Copy all of the data that follows without altering a word.

START RECORD EXCERPTS

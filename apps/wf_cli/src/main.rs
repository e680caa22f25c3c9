// apps/wf_cli/src/main.rs

//! WetFlow 命令行界面
//!
//! 湿地修复情景的水文分析与模型作业管理工具。
//!
//! 所有命令的结果以 JSON 输出到标准输出，日志输出到标准错误。

mod commands;

use std::io;
use std::path::PathBuf;

use clap::{Parser, Subcommand};
use tracing::Level;
use tracing_subscriber::FmtSubscriber;

/// WetFlow 湿地修复水文分析工具
#[derive(Parser)]
#[command(name = "wf_cli")]
#[command(author = "WetFlow Team")]
#[command(version = env!("CARGO_PKG_VERSION"))]
#[command(about = "Wetland restoration hydrology analysis and model job control", long_about = None)]
struct Cli {
    /// 日志级别 (trace, debug, info, warn, error)
    #[arg(short, long, default_value = "info", global = true)]
    log_level: String,

    /// 流域配置文件路径（缺省时使用当前目录下的默认布局）
    #[arg(short, long, global = true)]
    config: Option<PathBuf>,

    #[command(subcommand)]
    command: Commands,
}

#[derive(Subcommand)]
enum Commands {
    /// 网格与查表工具
    #[command(subcommand)]
    Grid(commands::grid::GridCommand),
    /// 修复前后输出分析
    #[command(subcommand)]
    Analyze(commands::analyze::AnalyzeCommand),
    /// 情景输入修改
    #[command(subcommand)]
    Scenario(commands::scenario::ScenarioCommand),
    /// 模型作业管理
    #[command(subcommand)]
    Job(commands::job::JobCommand),
    /// 验证配置
    Validate(commands::validate::ValidateArgs),
}

fn main() -> anyhow::Result<()> {
    let cli = Cli::parse();

    // 初始化日志
    let level = match cli.log_level.to_lowercase().as_str() {
        "trace" => Level::TRACE,
        "debug" => Level::DEBUG,
        "info" => Level::INFO,
        "warn" => Level::WARN,
        "error" => Level::ERROR,
        _ => Level::INFO,
    };

    let subscriber = FmtSubscriber::builder()
        .with_max_level(level)
        .with_target(false)
        .with_writer(io::stderr)
        .finish();
    tracing::subscriber::set_global_default(subscriber)?;

    let config = commands::load_config(cli.config.as_deref())?;

    // 执行命令
    match cli.command {
        Commands::Grid(cmd) => commands::grid::execute(cmd),
        Commands::Analyze(cmd) => commands::analyze::execute(config, cmd),
        Commands::Scenario(cmd) => commands::scenario::execute(config, cmd),
        Commands::Job(cmd) => commands::job::execute(config, cmd),
        Commands::Validate(args) => commands::validate::execute(config, args),
    }
}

END RECORD EXCERPTS

RESULT FOR THIS TASK:
filename apps/wf_cli/src/main.rs
repository e680caa22f25c3c9
// apps/wf_cli/src/main.rs

//! WetFlow 命令行界面
//!
//! 湿地修复情景的水文分析与模型作业管理工具。
//!
//! 所有命令的结果以 JSON 输出到标准输出，日志输出到标准错误。

mod commands;

use std::io;
use std::path::PathBuf;

use clap::{Parser, Subcommand};
use tracing::Level;
use tracing_subscriber::FmtSubscriber;

/// WetFlow 湿地修复水文分析工具
#[derive(Parser)]
#[command(name = "wf_cli")]
#[command(author = "WetFlow Team")]
#[command(version = env!("CARGO_PKG_VERSION"))]
#[command(about = "Wetland restoration hydrology analysis and model job control", long_about = None)]
struct Cli {
    /// 日志级别 (trace, debug, info, warn, error)
    #[arg(short, long, default_value = "info", global = true)]
    log_level: String,

    /// 流域配置文件路径（缺省时使用当前目录下的默认布局）
    #[arg(short, long, global = true)]
    config: Option<PathBuf>,

    #[command(subcommand)]
    command: Commands,
}

#[derive(Subcommand)]
enum Commands {
    /// 网格与查表工具
    #[command(subcommand)]
    Grid(commands::grid::GridCommand),
    /// 修复前后输出分析
    #[command(subcommand)]
    Analyze(commands::analyze::AnalyzeCommand),
    /// 情景输入修改
    #[command(subcommand)]
    Scenario(commands::scenario::ScenarioCommand),
    /// 模型作业管理
    #[command(subcommand)]
    Job(commands::job::JobCommand),
    /// 验证配置
    Validate(commands::validate::ValidateArgs),
}

fn main() -> anyhow::Result<()> {
    let cli = Cli::parse();

    // 初始化日志
    let level = match cli.log_level.to_lowercase().as_str() {
        "trace" => Level::TRACE,
        "debug" => Level::DEBUG,
        "info" => Level::INFO,
        "warn" => Level::WARN,
        "error" => Level::ERROR,
        _ => Level::INFO,
    };

    let subscriber = FmtSubscriber::builder()
        .with_max_level(level)
        .with_target(false)
        .with_writer(io::stderr)
        .finish();
    tracing::subscriber::set_global_default(subscriber)?;

    let config = commands::load_config(cli.config.as_deref())?;

    // 执行命令
    match cli.command {
        Commands::Grid(cmd) => commands::grid::execute(cmd),
        Commands::Analyze(cmd) => commands::analyze::execute(config, cmd),
        Commands::Scenario(cmd) => commands::scenario::execute(config, cmd),
        Commands::Job(cmd) => commands::job::execute(config, cmd),
        Commands::Validate(args) => commands::validate::execute(config, args),
    }
}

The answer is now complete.